Goldman believes the Rebbe saved South African Jewry at a time when the country was in turmoil in the late 1970s, crippled by uncertainty in the dying days of the repressive apartheid regime.
“In those days, there was virtually no Jewish family that wasn’t grappling with the vexing dilemma of emigration,” said Goldman.
“During this period of uncertainty, the Rebbe sent his rabbinical students to serve this community as his emissaries, giving the country a massive vote of confidence.
“He was completely dismissive of the perceived need to emigrate. There were no grey areas and no vague platitudes. He said clearly that we shouldn’t be afraid and we should carry on with our good work.”
In an article, Goldman wrote that the Rebbe’s continuous reassurances of confidence “spread like wildfire” throughout South Africa. He recalled how the Rebbe relayed a message to communal leaders via a consular official at the South African embassy saying, “The community shouldn’t pack up and leave, on the contrary, it should continue to build and develop Jewish schools, synagogues, yeshivas, mikvahs.”
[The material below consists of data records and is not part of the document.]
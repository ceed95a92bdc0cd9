//! Integration tests for loading WAD archives from disk.

use std::fs;
use std::path::PathBuf;

use keysound_core::{wad::HEADER_SIZE, LumpIndex, WadArchive, WadError, WadKind};

/// Writes `bytes` to a unique file under the system temp directory and
/// removes it on drop.
struct TempWad(PathBuf);

impl TempWad {
    fn new(tag: &str, bytes: &[u8]) -> Self {
        let path = std::env::temp_dir().join(format!(
            "keysound-{}-{}.wad",
            std::process::id(),
            tag
        ));
        fs::write(&path, bytes).expect("write temp archive");
        Self(path)
    }
}

impl Drop for TempWad {
    fn drop(&mut self) {
        let _ = fs::remove_file(&self.0);
    }
}

/// Builds an archive whose directory precedes the payloads, the layout some
/// editors produce.
fn directory_first(magic: &[u8; 4], lumps: &[(&str, Vec<u8>)]) -> Vec<u8> {
    let dir_len = lumps.len() * 16;
    let mut directory = Vec::new();
    let mut payloads = Vec::new();
    for (name, data) in lumps {
        let offset = HEADER_SIZE + dir_len + payloads.len();
        directory.extend_from_slice(&(offset as i32).to_le_bytes());
        directory.extend_from_slice(&(data.len() as i32).to_le_bytes());
        let mut raw = [0u8; 8];
        raw[..name.len()].copy_from_slice(name.as_bytes());
        directory.extend_from_slice(&raw);
        payloads.extend_from_slice(data);
    }

    let mut out = Vec::new();
    out.extend_from_slice(magic);
    out.extend_from_slice(&(lumps.len() as i32).to_le_bytes());
    out.extend_from_slice(&(HEADER_SIZE as i32).to_le_bytes());
    out.extend_from_slice(&directory);
    out.extend_from_slice(&payloads);
    out
}

#[test]
fn test_load_three_lump_iwad_from_disk() {
    // Arrange
    let lumps = vec![
        ("DSPISTOL", vec![0x80; 512]),
        ("DSSHOTGN", vec![0x7F; 1024]),
        ("DSDOROPN", vec![0x81; 77]),
    ];
    let file = TempWad::new("three", &directory_first(b"IWAD", &lumps));

    // Act
    let wad = WadArchive::load(&file.0).expect("archive must load");

    // Assert
    assert_eq!(wad.kind(), WadKind::Iwad);
    assert_eq!(wad.len(), 3);
    for (i, (name, data)) in lumps.iter().enumerate() {
        let lump = wad.lump(LumpIndex(i as u32)).unwrap();
        assert_eq!(lump.name(), *name);
        assert_eq!(lump.len(), data.len());
        assert_eq!(&lump.data()[..], &data[..]);
    }
}

#[test]
fn test_load_rejects_xwad() {
    let file = TempWad::new("xwad", &directory_first(b"XWAD", &[("A", vec![1])]));
    let err = WadArchive::load(&file.0).unwrap_err();
    assert!(matches!(err, WadError::BadMagic(_)));
}

#[test]
fn test_load_rejects_final_lump_past_eof() {
    // Arrange – cut the last payload short by five bytes
    let mut bytes = directory_first(b"PWAD", &[("A", vec![1; 8]), ("B", vec![2; 8])]);
    bytes.truncate(bytes.len() - 5);
    let file = TempWad::new("short", &bytes);

    // Act
    let err = WadArchive::load(&file.0).unwrap_err();

    // Assert
    match err {
        WadError::TruncatedLump { index, expected, got, .. } => {
            assert_eq!(index, 1);
            assert_eq!(expected, 8);
            assert_eq!(got, 3);
        }
        other => panic!("unexpected error: {other}"),
    }
}

#[test]
fn test_load_rejects_file_shorter_than_header() {
    let file = TempWad::new("tiny", b"PWAD");
    let err = WadArchive::load(&file.0).unwrap_err();
    assert!(matches!(err, WadError::TruncatedHeader { got: 4 }));
}
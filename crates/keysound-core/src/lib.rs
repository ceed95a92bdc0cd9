//! # keysound-core
//!
//! Shared library for keysound containing the wire protocol codec and the WAD
//! archive reader.
//!
//! This crate performs no network or device I/O; the only file access is the
//! one-shot archive load.
//!
//! - **`protocol`** – How bytes travel over the connection. Key transitions
//!   leave the client as 2-byte frames; the server answers with
//!   newline-delimited `P<n>` commands naming a sound to play.
//!
//! - **`wad`** – The container holding the sounds. A WAD file is a header, a
//!   flat directory of named "lumps", and their raw payloads. Sound lumps are
//!   played back as 8-bit unsigned mono PCM at 11025 Hz.

pub mod protocol;
pub mod wad;

pub use protocol::codec::{decode_frame, decode_server_line, encode_key_event};
pub use protocol::messages::{Encoded, InputEvent, KeyAction, KeyTransition, LumpIndex, WireFrame};
pub use wad::{Lump, WadArchive, WadError, WadKind};
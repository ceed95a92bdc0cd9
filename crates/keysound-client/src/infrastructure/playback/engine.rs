//! The audio engine boundary.
//!
//! A playback worker renders one lump per session:
//!
//! ```text
//! engine.acquire() -> session
//! session.submit(pcm, format)
//! session.wait()              // blocks until the buffer has been played
//! drop(session)               // releases the output stream
//! ```
//!
//! Sessions are created and used on the worker thread that acquired them, so
//! [`PlaybackSession`] does not require `Send`. Some hosts' output streams
//! cannot leave the thread that built them.

use std::sync::Arc;
use std::time::Duration;

use thiserror::Error;

/// Error type for audio output.
#[derive(Debug, Error)]
pub enum AudioError {
    /// The host has no default output device.
    #[error("no audio output device available")]
    NoOutputDevice,
    /// The output device could not be queried or configured.
    #[error("audio device error: {0}")]
    Device(String),
    /// The device prefers a sample format this engine cannot produce.
    #[error("unsupported device sample format: {0}")]
    UnsupportedFormat(String),
    /// The stream failed while playing.
    #[error("audio stream error: {0}")]
    Stream(String),
    /// `submit` was called twice on one session.
    #[error("session already has a buffer")]
    AlreadySubmitted,
    /// `wait` was called before `submit`.
    #[error("session has no buffer to play")]
    NothingSubmitted,
    /// The stream went away without reporting completion.
    #[error("audio stream ended without completing")]
    Interrupted,
}

/// Sample encoding of a PCM buffer.
#[derive(Debug, Clone, Copy, PartialEq, Eq)]
pub enum SampleEncoding {
    /// Unsigned 8-bit, silence at 128.
    U8,
}

impl SampleEncoding {
    /// Bytes per sample.
    pub fn width(self) -> usize {
        match self {
            SampleEncoding::U8 => 1,
        }
    }
}

/// Layout of a raw PCM buffer.
#[derive(Debug, Clone, Copy, PartialEq, Eq)]
pub struct PcmFormat {
    pub sample_rate: u32,
    pub channels: u16,
    pub encoding: SampleEncoding,
}

impl PcmFormat {
    /// Real-time duration of `bytes` bytes of audio in this format.
    pub fn duration_of(&self, bytes: usize) -> Duration {
        let frame_width = self.encoding.width() * usize::from(self.channels.max(1));
        let frames = (bytes / frame_width) as u64;
        if self.sample_rate == 0 {
            return Duration::ZERO;
        }
        Duration::from_micros(frames * 1_000_000 / u64::from(self.sample_rate))
    }
}

/// Format of every sound lump: 8-bit unsigned mono at 11025 Hz.
pub const LUMP_PCM_FORMAT: PcmFormat = PcmFormat {
    sample_rate: 11_025,
    channels: 1,
    encoding: SampleEncoding::U8,
};

/// Produces playback sessions. Shared by all playback workers.
pub trait AudioEngine: Send + Sync {
    /// Opens a session on the output device.
    fn acquire(&self) -> Result<Box<dyn PlaybackSession>, AudioError>;
}

/// One buffer's worth of playback. Dropping the session releases it.
pub trait PlaybackSession {
    /// Starts playing `pcm`.
    fn submit(&mut self, pcm: Arc<[u8]>, format: PcmFormat) -> Result<(), AudioError>;

    /// Blocks until the submitted buffer has finished playing or failed.
    fn wait(&mut self) -> Result<(), AudioError>;
}

// ── Tests ─────────────────────────────────────────────────────────────────────
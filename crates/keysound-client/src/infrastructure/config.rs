//! TOML configuration for the client.
//!
//! Every field has a serde default, so an empty file, a partial file and no
//! file at all are all valid. Command-line flags override whatever is loaded
//! here (see `main.rs`).
//!
//! ```toml
//! log_level = "info"
//! verbose = false
//!
//! [device]
//! path = "/dev/input/event0"
//!
//! [server]
//! host = "127.0.0.1"
//! port = 65432
//!
//! [audio]
//! archive = "DOOM.WAD"
//! workers = 4
//! backend = "cpal"
//!
//! [reactor]
//! poll_interval_ms = 100
//! read_buffer_size = 1024
//! ```

use std::path::{Path, PathBuf};
use std::time::Duration;

use serde::{Deserialize, Serialize};
use thiserror::Error;

use crate::infrastructure::reactor::ReactorConfig;

/// Error type for configuration loading and validation.
#[derive(Debug, Error)]
pub enum ConfigError {
    /// The config file could not be read.
    #[error("I/O error accessing config at {path}: {source}")]
    Io {
        path: PathBuf,
        #[source]
        source: std::io::Error,
    },

    /// The TOML content could not be parsed.
    #[error("failed to parse config TOML: {0}")]
    Parse(#[from] toml::de::Error),

    /// A value is out of range.
    #[error("invalid configuration: {0}")]
    Invalid(String),
}

// ── Config schema types ───────────────────────────────────────────────────────

/// Top-level client configuration.
#[derive(Debug, Clone, Serialize, Deserialize, PartialEq)]
pub struct AppConfig {
    #[serde(default)]
    pub device: DeviceConfig,
    #[serde(default)]
    pub server: ServerConfig,
    #[serde(default)]
    pub audio: AudioConfig,
    #[serde(default)]
    pub reactor: ReactorTuning,
    /// `tracing` level used when `RUST_LOG` is unset and `verbose` is off.
    #[serde(default = "default_log_level")]
    pub log_level: String,
    /// Forces `debug` logging.
    #[serde(default)]
    pub verbose: bool,
}

#[derive(Debug, Clone, Serialize, Deserialize, PartialEq)]
pub struct DeviceConfig {
    /// Input event device node to read keys from.
    #[serde(default = "default_device_path")]
    pub path: PathBuf,
}

#[derive(Debug, Clone, Serialize, Deserialize, PartialEq)]
pub struct ServerConfig {
    #[serde(default = "default_host")]
    pub host: String,
    #[serde(default = "default_port")]
    pub port: u16,
}

/// Which [`AudioEngine`](crate::infrastructure::playback::AudioEngine) renders lumps.
#[derive(Debug, Clone, Copy, Serialize, Deserialize, PartialEq, Eq, Default, clap::ValueEnum)]
#[serde(rename_all = "lowercase")]
pub enum AudioBackend {
    /// The host's default output device.
    #[default]
    Cpal,
    /// No output; sessions just take as long as the sound would.
    Null,
}

#[derive(Debug, Clone, Serialize, Deserialize, PartialEq)]
pub struct AudioConfig {
    /// WAD archive holding the sound lumps.
    #[serde(default = "default_archive")]
    pub archive: PathBuf,
    /// Number of playback worker threads.
    #[serde(default = "default_workers")]
    pub workers: usize,
    #[serde(default)]
    pub backend: AudioBackend,
}

/// Event loop tuning.
#[derive(Debug, Clone, Serialize, Deserialize, PartialEq)]
pub struct ReactorTuning {
    /// How often the loop checks for a shutdown request while idle.
    #[serde(default = "default_poll_interval_ms")]
    pub poll_interval_ms: u64,
    /// Upper bound on bytes taken from the server per read.
    #[serde(default = "default_read_buffer_size")]
    pub read_buffer_size: usize,
}

// ── Default helpers ───────────────────────────────────────────────────────────

fn default_log_level() -> String {
    "info".to_string()
}
fn default_device_path() -> PathBuf {
    PathBuf::from("/dev/input/event0")
}
fn default_host() -> String {
    "127.0.0.1".to_string()
}
fn default_port() -> u16 {
    65432
}
fn default_archive() -> PathBuf {
    PathBuf::from("DOOM.WAD")
}
fn default_workers() -> usize {
    crate::infrastructure::playback::DEFAULT_WORKERS
}
fn default_poll_interval_ms() -> u64 {
    100
}
fn default_read_buffer_size() -> usize {
    1024
}

impl Default for AppConfig {
    fn default() -> Self {
        Self {
            device: DeviceConfig::default(),
            server: ServerConfig::default(),
            audio: AudioConfig::default(),
            reactor: ReactorTuning::default(),
            log_level: default_log_level(),
            verbose: false,
        }
    }
}

impl Default for DeviceConfig {
    fn default() -> Self {
        Self {
            path: default_device_path(),
        }
    }
}

impl Default for ServerConfig {
    fn default() -> Self {
        Self {
            host: default_host(),
            port: default_port(),
        }
    }
}

impl Default for AudioConfig {
    fn default() -> Self {
        Self {
            archive: default_archive(),
            workers: default_workers(),
            backend: AudioBackend::default(),
        }
    }
}

impl Default for ReactorTuning {
    fn default() -> Self {
        Self {
            poll_interval_ms: default_poll_interval_ms(),
            read_buffer_size: default_read_buffer_size(),
        }
    }
}

// ── Loading ───────────────────────────────────────────────────────────────────

impl AppConfig {
    /// Reads and parses the config file at `path`.
    ///
    /// # Errors
    ///
    /// Returns [`ConfigError::Io`] if the file cannot be read and
    /// [`ConfigError::Parse`] if the TOML is malformed.
    pub fn load(path: impl AsRef<Path>) -> Result<Self, ConfigError> {
        let path = path.as_ref();
        let content = std::fs::read_to_string(path).map_err(|source| ConfigError::Io {
            path: path.to_path_buf(),
            source,
        })?;
        Self::from_toml(&content)
    }

    /// Parses config from TOML text.
    pub fn from_toml(content: &str) -> Result<Self, ConfigError> {
        Ok(toml::from_str(content)?)
    }

    /// Rejects values the client cannot run with.
    ///
    /// # Errors
    ///
    /// Returns [`ConfigError::Invalid`] naming the first offending field.
    pub fn validate(&self) -> Result<(), ConfigError> {
        if self.audio.workers == 0 {
            return Err(ConfigError::Invalid("audio.workers must be at least 1".into()));
        }
        if self.server.port == 0 {
            return Err(ConfigError::Invalid("server.port must not be 0".into()));
        }
        if self.server.host.trim().is_empty() {
            return Err(ConfigError::Invalid("server.host must not be empty".into()));
        }
        if self.reactor.read_buffer_size == 0 {
            return Err(ConfigError::Invalid(
                "reactor.read_buffer_size must be at least 1".into(),
            ));
        }
        if self.reactor.poll_interval_ms == 0 {
            return Err(ConfigError::Invalid(
                "reactor.poll_interval_ms must be at least 1".into(),
            ));
        }
        Ok(())
    }

    /// The level passed to the log filter when `RUST_LOG` is unset.
    pub fn effective_log_level(&self) -> &str {
        if self.verbose {
            "debug"
        } else {
            &self.log_level
        }
    }

    /// Settings for the client reactor.
    pub fn reactor_config(&self) -> ReactorConfig {
        ReactorConfig {
            device_path: self.device.path.clone(),
            server_host: self.server.host.clone(),
            server_port: self.server.port,
            poll_interval: Duration::from_millis(self.reactor.poll_interval_ms),
            read_buffer_size: self.reactor.read_buffer_size,
        }
    }
}

// ── Tests ─────────────────────────────────────────────────────────────────────
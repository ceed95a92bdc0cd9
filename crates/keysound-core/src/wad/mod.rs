//! Reader for the WAD archive format used by the legacy game assets.
//!
//! The whole archive is parsed once at startup by [`WadArchive::load`] and is
//! read-only afterwards, so it can be shared across playback workers behind
//! an `Arc` without further synchronisation.

pub mod archive;

pub use archive::{
    Lump, WadArchive, WadError, WadKind, DIRECTORY_ENTRY_SIZE, HEADER_SIZE, LUMP_NAME_SIZE,
};
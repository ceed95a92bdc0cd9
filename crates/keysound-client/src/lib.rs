//! keysound-client library entry point.
//!
//! Re-exports all public modules so that integration tests in `tests/`
//! and the binary entry point in `main.rs` share the same module tree.
//!
//! The client does two things over one TCP connection:
//!
//! 1. Reads raw key records from a Linux input device and forwards every
//!    press and release to the server as a 2-byte frame.
//! 2. Reads `P<n>` commands from the server and plays the matching sound lump
//!    from a WAD archive on a small pool of playback threads.

/// Application layer: key forwarding and command routing.
pub mod application;

/// Infrastructure layer: input device, reactor, playback and configuration.
pub mod infrastructure;
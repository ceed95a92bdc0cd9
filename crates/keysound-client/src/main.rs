//! keysound client entry point.
//!
//! # Startup
//!
//! ```text
//! parse CLI ─▶ load + merge config ─▶ logging ─▶ load WAD ─▶ audio engine
//!     ─▶ playback dispatcher ─▶ Ctrl-C handler ─▶ connect ─▶ run ─▶ stop
//! ```
//!
//! The archive is loaded, and the audio engine built, before the device or
//! the server is touched; either failing ends the program straight away.
//! Once the reactor returns, the dispatcher is stopped, which lets every
//! sound already queued finish playing.
//!
//! # Usage
//!
//! ```text
//! keysound-client [OPTIONS]
//!
//! Options:
//!   -c, --config <FILE>     TOML config file
//!   -H, --host <HOST>       Server host            [env: KEYSOUND_HOST]
//!   -p, --port <PORT>       Server port            [env: KEYSOUND_PORT]
//!   -d, --device <PATH>     Input event device     [env: KEYSOUND_DEVICE]
//!   -w, --wad <PATH>        WAD archive            [env: KEYSOUND_WAD]
//!       --workers <N>       Playback threads       [env: KEYSOUND_WORKERS]
//!       --audio <BACKEND>   cpal | null            [env: KEYSOUND_AUDIO]
//!   -v, --verbose           Debug logging          [env: KEYSOUND_VERBOSE]
//! ```

use std::path::PathBuf;
use std::sync::{
    atomic::{AtomicBool, Ordering},
    Arc,
};

use anyhow::Context;
use clap::Parser;
use tracing::{info, warn};
use tracing_subscriber::EnvFilter;

use keysound_client::infrastructure::{
    config::{AppConfig, AudioBackend},
    playback::{AudioEngine, NullAudioEngine, PlaybackDispatcher},
    reactor::ClientReactor,
};
use keysound_core::WadArchive;

// ── CLI argument definitions ──────────────────────────────────────────────────

/// Forwards keystrokes to a keysound server and plays the sounds it sends back.
///
/// Flags override values from `--config`; unset flags fall back to the file,
/// then to built-in defaults.
#[derive(Debug, Parser)]
#[command(name = "keysound-client", version)]
struct Cli {
    /// TOML config file.
    #[arg(short, long, env = "KEYSOUND_CONFIG")]
    config: Option<PathBuf>,

    /// Server hostname or IP address.
    #[arg(short = 'H', long, env = "KEYSOUND_HOST")]
    host: Option<String>,

    /// Server TCP port.
    #[arg(short, long, env = "KEYSOUND_PORT")]
    port: Option<u16>,

    /// Input event device, e.g. `/dev/input/event3`.
    #[arg(short, long, env = "KEYSOUND_DEVICE")]
    device: Option<PathBuf>,

    /// WAD archive holding the sound lumps.
    #[arg(short, long, env = "KEYSOUND_WAD")]
    wad: Option<PathBuf>,

    /// Number of sounds that may play at once.
    #[arg(long, env = "KEYSOUND_WORKERS")]
    workers: Option<usize>,

    /// Audio output backend.
    #[arg(long, value_enum, env = "KEYSOUND_AUDIO")]
    audio: Option<AudioBackend>,

    /// Log at debug level (ignored when `RUST_LOG` is set).
    #[arg(short, long, env = "KEYSOUND_VERBOSE")]
    verbose: bool,
}

impl Cli {
    /// Loads the config file, if any, and applies the flags on top.
    fn into_app_config(self) -> anyhow::Result<AppConfig> {
        let mut cfg = match &self.config {
            Some(path) => AppConfig::load(path)
                .with_context(|| format!("loading config {}", path.display()))?,
            None => AppConfig::default(),
        };

        if let Some(host) = self.host {
            cfg.server.host = host;
        }
        if let Some(port) = self.port {
            cfg.server.port = port;
        }
        if let Some(device) = self.device {
            cfg.device.path = device;
        }
        if let Some(wad) = self.wad {
            cfg.audio.archive = wad;
        }
        if let Some(workers) = self.workers {
            cfg.audio.workers = workers;
        }
        if let Some(audio) = self.audio {
            cfg.audio.backend = audio;
        }
        cfg.verbose |= self.verbose;

        cfg.validate().context("invalid configuration")?;
        Ok(cfg)
    }
}

fn build_engine(backend: AudioBackend) -> anyhow::Result<Arc<dyn AudioEngine>> {
    match backend {
        #[cfg(feature = "cpal")]
        AudioBackend::Cpal => {
            let engine = keysound_client::infrastructure::playback::CpalAudioEngine::new()
                .context("initialising audio output")?;
            Ok(Arc::new(engine))
        }
        #[cfg(not(feature = "cpal"))]
        AudioBackend::Cpal => {
            anyhow::bail!("built without cpal support; use --audio null")
        }
        AudioBackend::Null => Ok(Arc::new(NullAudioEngine::new())),
    }
}

// ── Entry point ───────────────────────────────────────────────────────────────

#[tokio::main(flavor = "current_thread")]
async fn main() -> anyhow::Result<()> {
    let cfg = Cli::parse().into_app_config()?;

    tracing_subscriber::fmt()
        .with_env_filter(
            EnvFilter::try_from_default_env()
                .unwrap_or_else(|_| EnvFilter::new(cfg.effective_log_level())),
        )
        .init();

    info!("keysound client starting");

    // ── Sound archive ─────────────────────────────────────────────────────────
    let archive = WadArchive::load(&cfg.audio.archive)
        .with_context(|| format!("loading archive {}", cfg.audio.archive.display()))?;
    info!(
        "loaded {} lumps ({} bytes) from {}",
        archive.len(),
        archive.total_bytes(),
        cfg.audio.archive.display()
    );

    // ── Playback ──────────────────────────────────────────────────────────────
    let engine = build_engine(cfg.audio.backend)?;
    let dispatcher = Arc::new(
        PlaybackDispatcher::start(Arc::new(archive), engine, cfg.audio.workers)
            .context("starting playback workers")?,
    );

    // ── Ctrl-C handler ────────────────────────────────────────────────────────
    let running = Arc::new(AtomicBool::new(true));
    let running_clone = Arc::clone(&running);
    tokio::spawn(async move {
        if tokio::signal::ctrl_c().await.is_ok() {
            info!("shutdown signal received");
            running_clone.store(false, Ordering::Relaxed);
        }
    });

    // ── Reactor ───────────────────────────────────────────────────────────────
    let reactor_cfg = cfg.reactor_config();
    let addr = reactor_cfg.server_addr();
    let mut reactor =
        match ClientReactor::connect(reactor_cfg, dispatcher.clone(), Arc::clone(&running)).await {
            Ok(reactor) => reactor,
            Err(e) => {
                dispatcher.stop();
                return Err(e).with_context(|| format!("starting session with {addr}"));
            }
        };

    let outcome = reactor.run().await;

    info!("waiting for queued sounds to finish");
    dispatcher.stop();

    match outcome {
        Ok(report) => {
            info!(
                "keysound client stopped: {} ({} frames sent, {} sounds queued)",
                report.termination, report.stats.frames_sent, report.stats.commands_dispatched
            );
            Ok(())
        }
        Err(e) => {
            warn!("keysound client stopped after an error");
            Err(e).context("session ended")
        }
    }
}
“Today, the South African Jewish community is one of the best in the world,” Goldman said.
“There’s still a great future in South Africa,” Lipskar said. “People often think the grass is greener, but this country has great opportunities. Yes, it has its challenges, but so does everywhere else. The late Rabbi Bernhard once said, ‘Go home or stay home.’ If you have it in your mind that things will be fine, then they will be. It’s a mindset. The Rebbe understood this.”